Exploring low-cost, high-impact aircraft wireless digitalisation options

As airlines look towards recovery from COVID-19, even in the face of renewed preoccupations with variants of concern and vaccination levels, digitalising operations and the passenger experience will become increasingly important. 

That pressure remains in the face of slashed capital expenditure budgets, and many airlines are looking to low-cost, high-impact digitalisation solutions, including the type of rapid-deployment wifi-enabled connected boxes that combine streaming entertainment with backend crew, catering and ancillary sales systems.

We sat down with Job Heimerikx, chief executive officer at AirFi, which offers one such system and has worked with airlines from KLM to AirAsia, to learn more about how this part of the industry is iterating rapidly to expand what used to be a simple wireless inflight entertainment offering to full crew and backend digital airline integration.

Right now, says Heimerikx, “the biggest opportunities that in airline digitization that we see at AirFi are within the cabin and pertain to the passenger experience, crew operations and the critical subject of ancillary revenues.”

COVID-19 has accelerated many airlines’ plans to digitise key parts of the passenger experience like menus and inflight magazines — boosting ancillary revenues while reducing crew-passenger contact during the pandemic — as well as offering inflight entertainment, via wireless streaming solutions.

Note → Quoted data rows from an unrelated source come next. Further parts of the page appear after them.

//! Compression plugins backed by `flate2`.
//!
//! Compression is adaptive: bodies at or below the threshold are written
//! uncompressed and the frame's compression selector is patched to
//! [`compression_id::NONE`](super::compression_id::NONE).

use std::io::{self, Read, Write};

use flate2::read::{DeflateDecoder, GzDecoder, ZlibDecoder};
use flate2::write::{DeflateEncoder, GzEncoder, ZlibEncoder};
use flate2::Compression as Level;

use super::compression_id;

/// A compression algorithm selected by numeric id.
pub trait Compression: Send + Sync {
    /// Wire id carried in the header.
    fn id(&self) -> u8;

    fn name(&self) -> &'static str;

    /// Compress `src` completely.
    fn compress(&self, src: &[u8]) -> io::Result<Vec<u8>>;

    /// Wrap `src` in a decompressing reader.
    fn decoder<'a>(&self, src: &'a [u8]) -> Box<dyn Read + 'a>;
}

macro_rules! flate_plugin {
    ($(#[$doc:meta])* $name:ident, $id:expr, $label:literal, $encoder:ident, $decoder:ident) => {
        $(#[$doc])*
        #[derive(Debug, Clone, Copy)]
        pub struct $name {
            level: Level,
        }

        impl $name {
            pub fn with_level(level: u32) -> Self {
                Self {
                    level: Level::new(level),
                }
            }
        }

        impl Default for $name {
            fn default() -> Self {
                Self {
                    level: Level::default(),
                }
            }
        }

        impl Compression for $name {
            fn id(&self) -> u8 {
                $id
            }

            fn name(&self) -> &'static str {
                $label
            }

            fn compress(&self, src: &[u8]) -> io::Result<Vec<u8>> {
                let mut encoder = $encoder::new(Vec::with_capacity(src.len() / 2), self.level);
                encoder.write_all(src)?;
                encoder.finish()
            }

            fn decoder<'a>(&self, src: &'a [u8]) -> Box<dyn Read + 'a> {
                Box::new($decoder::new(src))
            }
        }
    };
}

flate_plugin!(
    /// Raw deflate stream (id 1).
    DeflateCompression,
    compression_id::DEFLATE,
    "deflate",
    DeflateEncoder,
    DeflateDecoder
);

flate_plugin!(
    /// Gzip container (id 2).
    GzipCompression,
    compression_id::GZIP,
    "gzip",
    GzEncoder,
    GzDecoder
);

flate_plugin!(
    /// Zlib container (id 3).
    ZlibCompression,
    compression_id::ZLIB,
    "zlib",
    ZlibEncoder,
    ZlibDecoder
);

/// Write `src` to `dst`, compressed only when it is larger than `threshold`.
///
/// Returns whether the output was compressed.
pub fn compress_adaptive(
    plugin: &dyn Compression,
    threshold: usize,
    src: &[u8],
    dst: &mut Vec<u8>,
) -> io::Result<bool> {
    if src.len() <= threshold {
        dst.extend_from_slice(src);
        return Ok(false);
    }
    dst.extend_from_slice(&plugin.compress(src)?);
    Ok(true)
}

/// Decompress `src`, failing once more than `limit` bytes come out.
pub fn decompress_bounded(plugin: &dyn Compression, src: &[u8], limit: usize) -> io::Result<Vec<u8>> {
    let mut out = Vec::with_capacity(src.len().saturating_mul(2).min(limit));
    plugin
        .decoder(src)
        .take(limit as u64 + 1)
        .read_to_end(&mut out)?;
    if out.len() > limit {
        return Err(io::Error::new(
            io::ErrorKind::InvalidData,
            format!("{} body inflates past {} bytes", plugin.name(), limit),
        ));
    }
    Ok(out)
}

#[cfg(test)]
mod tests {
    use super::*;

    fn sample(len: usize) -> Vec<u8> {
        (0..len).map(|i| (i % 7) as u8).collect()
    }

    #[test]
    fn test_plugins_round_trip() {
        let plugins: [&dyn Compression; 3] = [
            &DeflateCompression::default(),
            &GzipCompression::default(),
            &ZlibCompression::default(),
        ];
        let data = sample(4096);
        for plugin in plugins {
            let packed = plugin.compress(&data).unwrap();
            assert!(packed.len() < data.len(), "{} did not shrink", plugin.name());
            let unpacked = decompress_bounded(plugin, &packed, 1 << 20).unwrap();
            assert_eq!(unpacked, data);
        }
    }

    #[test]
    fn test_adaptive_threshold() {
        let plugin = GzipCompression::default();

        let mut small = Vec::new();
        assert!(!compress_adaptive(&plugin, 1024, &sample(1024), &mut small).unwrap());
        assert_eq!(small, sample(1024));

        let mut large = Vec::new();
        assert!(compress_adaptive(&plugin, 1024, &sample(1025), &mut large).unwrap());
        assert_ne!(large, sample(1025));
    }

    #[test]
    fn test_decompress_limit() {
        let plugin = ZlibCompression::with_level(9);
        let packed = plugin.compress(&vec![0u8; 10_000]).unwrap();
        let err = decompress_bounded(&plugin, &packed, 1000).unwrap_err();
        assert_eq!(err.kind(), io::ErrorKind::InvalidData);
    }

    #[test]
    fn test_corrupt_input() {
        let plugin = GzipCompression::default();
        assert!(decompress_bounded(&plugin, b"definitely not gzip", 1024).is_err());
    }
}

https://www.youtube.com/watch?v=-FEbF0759r4

But even more so, adding backend solutions like crew reports and other digitalised processes “reduces weight and logistical complexities at turnaround time and frees up crew resource considerably, so it makes total sense,” Heimerikx explains. Integration with caterer APIs and backends and “automation of these actions and detailed reporting/analysis in real-time helps airlines optimise processes, make better decisions and fine-tune their digital experience and sales strategies constantly.” 

Systems like these also enable airlines to collect passenger data to allow personalised and customised offers directly via the box’s plugins — and via travellers’ own mobile devices — rather than having to integrate with what can often be relatively elderly technology in embedded systems.

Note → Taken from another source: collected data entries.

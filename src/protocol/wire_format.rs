//! Wire format constants and primitive field codecs.
//!
//! Frame layout (all multi-byte integers Big Endian):
//! ```text
//! ┌───────┬──────────┬────────────┬──────┬───────┬─────────┬─────┬─────┬─────────┬───────┬────────────┬─────────┐
//! │ Magic │ Total    │ Header len │ Type │ MsgId │ Session │ Ser │ Cmp │ Timeout │ Attrs │ Attr [...] │ Payload │
//! │ 0..n  │ int32    │ int16      │ byte │ int32 │ int32   │ byte│ byte│ int32   │ byte  │ k,t,value  │         │
//! └───────┴──────────┴────────────┴──────┴───────┴─────────┴─────┴─────┴─────────┴───────┴────────────┴─────────┘
//! ```
//!
//! `Total` counts from its own first byte to the end of the payload, and
//! `Header len` counts from its own first byte through the last attribute, so
//! `payload = total - header_len - 4`.

use bytes::{Buf, BufMut, BytesMut};

use crate::error::CodecError;

use super::header::{AttrValue, Attributes};

/// Default magic bytes preceding the length field.
pub const MAGIC_CODE: [u8; 2] = [0xDA, 0xCE];

/// Size of the total-length field.
pub const LENGTH_FIELD_SIZE: usize = 4;

/// Fixed part of the header section, from the header-length field to the
/// attribute count inclusive.
pub const FIXED_HEADER_SIZE: usize = 2 + 1 + 4 + 4 + 1 + 1 + 4 + 1;

/// Offset of the compression selector inside the header section.
pub const COMPRESSION_OFFSET: usize = 2 + 1 + 4 + 4 + 1;

/// Smallest frame the length field may announce.
pub const MIN_FRAME_SIZE: u32 = (LENGTH_FIELD_SIZE + FIXED_HEADER_SIZE) as u32;

/// Default maximum frame size (16 MiB).
pub const DEFAULT_MAX_FRAME_SIZE: u32 = 16 * 1024 * 1024;

/// Payloads at or below this many bytes are sent uncompressed.
///
/// Peers using the same default produce identical frames.
pub const DEFAULT_COMPRESS_THRESHOLD: usize = 1024;

/// Maximum number of attributes in one header (count is a single byte).
pub const MAX_ATTRIBUTES: usize = u8::MAX as usize;

/// Attribute value type tags.
pub mod attr_type {
    /// 32-bit signed integer.
    pub const INT32: u8 = 1;
    /// UTF-8 string prefixed by a uint16 byte length.
    pub const STRING: u8 = 2;
    /// 8-bit signed integer.
    pub const INT8: u8 = 3;
    /// 16-bit signed integer.
    pub const INT16: u8 = 4;
}

/// Ensure `n` more bytes are readable.
#[inline]
fn need(remaining: usize, n: usize, field: &str) -> Result<(), CodecError> {
    if remaining < n {
        return Err(CodecError::format(format!(
            "truncated frame while reading {}: need {} bytes, have {}",
            field, n, remaining
        )));
    }
    Ok(())
}

/// Read a single byte.
pub fn read_u8(buf: &mut impl Buf, field: &str) -> Result<u8, CodecError> {
    need(buf.remaining(), 1, field)?;
    Ok(buf.get_u8())
}

/// Read a big-endian uint16.
pub fn read_u16(buf: &mut impl Buf, field: &str) -> Result<u16, CodecError> {
    need(buf.remaining(), 2, field)?;
    Ok(buf.get_u16())
}

/// Read a big-endian uint32.
pub fn read_u32(buf: &mut impl Buf, field: &str) -> Result<u32, CodecError> {
    need(buf.remaining(), 4, field)?;
    Ok(buf.get_u32())
}

/// Read a big-endian int32.
pub fn read_i32(buf: &mut impl Buf, field: &str) -> Result<i32, CodecError> {
    need(buf.remaining(), 4, field)?;
    Ok(buf.get_i32())
}

/// Encode an attribute map: count byte followed by `[key][type][value]`.
///
/// Entries are written in ascending key order so equal maps produce equal bytes.
pub fn encode_attributes(attributes: &Attributes, dst: &mut BytesMut) -> Result<(), CodecError> {
    let entries = attributes.snapshot();
    if entries.len() > MAX_ATTRIBUTES {
        return Err(CodecError::format(format!(
            "too many attributes: {} (max {})",
            entries.len(),
            MAX_ATTRIBUTES
        )));
    }

    dst.put_u8(entries.len() as u8);
    for (key, value) in &entries {
        dst.put_u8(*key);
        dst.put_u8(value.type_tag());
        match value {
            AttrValue::Int32(v) => dst.put_i32(*v),
            AttrValue::Int8(v) => dst.put_i8(*v),
            AttrValue::Int16(v) => dst.put_i16(*v),
            AttrValue::Str(s) => {
                let len = u16::try_from(s.len()).map_err(|_| {
                    CodecError::format(format!(
                        "attribute {} string too long: {} bytes",
                        key,
                        s.len()
                    ))
                })?;
                dst.put_u16(len);
                dst.put_slice(s.as_bytes());
            }
        }
    }
    Ok(())
}

/// Decode attributes into `attributes`, returning how many were read.
///
/// Entries read before a failure stay in the map so the error header shows
/// how far decoding got.
pub fn decode_attributes(
    buf: &mut impl Buf,
    attributes: &Attributes,
) -> Result<usize, CodecError> {
    let count = read_u8(buf, "attribute count")? as usize;
    for _ in 0..count {
        let key = read_u8(buf, "attribute key")?;
        let tag = read_u8(buf, "attribute type")?;
        let value = match tag {
            attr_type::INT32 => AttrValue::Int32(read_i32(buf, "int32 attribute")?),
            attr_type::INT8 => AttrValue::Int8(read_u8(buf, "int8 attribute")? as i8),
            attr_type::INT16 => AttrValue::Int16(read_u16(buf, "int16 attribute")? as i16),
            attr_type::STRING => {
                let len = read_u16(buf, "string attribute length")? as usize;
                need(buf.remaining(), len, "string attribute")?;
                let mut raw = vec![0u8; len];
                buf.copy_to_slice(&mut raw);
                let s = String::from_utf8(raw).map_err(|e| {
                    CodecError::format(format!("attribute {} is not valid UTF-8: {}", key, e))
                })?;
                AttrValue::Str(s)
            }
            other => {
                return Err(CodecError::format(format!(
                    "unknown attribute value type {} for key {}",
                    other, key
                )))
            }
        };
        attributes.insert(key, value);
    }
    Ok(count)
}

#[cfg(test)]
mod tests {
    use super::*;

    #[test]
    fn test_fixed_header_size() {
        assert_eq!(FIXED_HEADER_SIZE, 18);
        assert_eq!(COMPRESSION_OFFSET, 12);
        assert_eq!(MIN_FRAME_SIZE, 22);
    }

    #[test]
    fn test_attribute_wire_layout() {
        let attrs = Attributes::new();
        attrs.insert(1, "tenant-A");
        attrs.insert(2, 7i32);

        let mut buf = BytesMut::new();
        encode_attributes(&attrs, &mut buf).unwrap();

        let expected: Vec<u8> = [
            &[2u8][..],                         // count
            &[1, attr_type::STRING, 0, 8][..],  // key 1, string, len 8
            &b"tenant-A"[..],
            &[2, attr_type::INT32, 0, 0, 0, 7][..],
        ]
        .concat();
        assert_eq!(&buf[..], &expected[..]);
    }

    #[test]
    fn test_attribute_widths_preserved() {
        let attrs = Attributes::new();
        attrs.insert(1, 100_000i32);
        attrs.insert(2, -3i8);
        attrs.insert(3, 1234i16);
        attrs.insert(4, "x");

        let mut buf = BytesMut::new();
        encode_attributes(&attrs, &mut buf).unwrap();

        let decoded = Attributes::new();
        let count = decode_attributes(&mut buf.freeze(), &decoded).unwrap();

        assert_eq!(count, 4);
        assert_eq!(decoded.get(1), Some(AttrValue::Int32(100_000)));
        assert_eq!(decoded.get(2), Some(AttrValue::Int8(-3)));
        assert_eq!(decoded.get(3), Some(AttrValue::Int16(1234)));
        assert_eq!(decoded.get(4), Some(AttrValue::Str("x".to_string())));
    }

    #[test]
    fn test_unknown_attribute_type_rejected() {
        let raw: &[u8] = &[1, 9, 5, 0, 0];
        let decoded = Attributes::new();
        let err = decode_attributes(&mut &raw[..], &decoded).unwrap_err();
        assert!(err.is_format());
        assert!(err.message().contains("unknown attribute value type 5"));
    }

    #[test]
    fn test_truncated_attribute() {
        let raw: &[u8] = &[1, 1, attr_type::INT32, 0, 0];
        let decoded = Attributes::new();
        let err = decode_attributes(&mut &raw[..], &decoded).unwrap_err();
        assert!(err.message().contains("truncated"));
    }

    #[test]
    fn test_read_helpers_big_endian() {
        let raw: &[u8] = &[0x01, 0x02, 0x03, 0x04, 0xFF, 0xFF, 0xFF, 0xFE];
        let mut buf = raw;
        assert_eq!(read_u32(&mut buf, "a").unwrap(), 0x01020304);
        assert_eq!(read_i32(&mut buf, "b").unwrap(), -2);
        assert!(read_u8(&mut buf, "c").is_err());
    }
}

Fundamentally, this kind of wireless box-in-bin solution is attractive to airlines of many sizes — AirFi has worked with carriers from Scoot to KLM to Corendon, Air Atlantic and Aurora — but particularly to smaller airlines without dedicated digital team capacity, who need something that just works with both their internal systems and those operated by third parties like catering and onboard shopping providers.

At the same time, even larger digital-forward airlines with specific needs, like KLM’s now-retired 747-400 fleet with its outdated IFE system, find targeted deployment of this sort of system useful to offer additional modern entertainment options to passengers and digital integration for operations.

Digitalisation, Heimerikx says, “completely flips the traditional inflight model”, and he expects that “we’re going to begin to see airlines, even small ones and LCCs, unlock new business models and opportunities to drive revenue while giving passengers more of what they actually want.”

One example Heimerikx cites is an offline booking service in partnership with ground transportation marketplace Transferz, allowing the airline to offer arrival transportation options — and secure a cut of the ancillary revenue — even if the aircraft is not connected to the Internet in flight.

https://www.youtube.com/watch?v=s3E3_j2niSs

On arrival, all reservations are uploaded to Transferz systems via mobile data, with confirmation and further information texted or emailed to passengers.

“Ultimately, digitisation is a culture change,” Heimerikx concludes, “but we have helped airlines large and small work through all these concerns, and our stable of partners have expertise in this as well. We’ve taken airlines out of complete ‘dark flight’ mode in less than 12 weeks and supplemented embedded systems with second screen functionality that smooths the transition to a completely wireless offering.”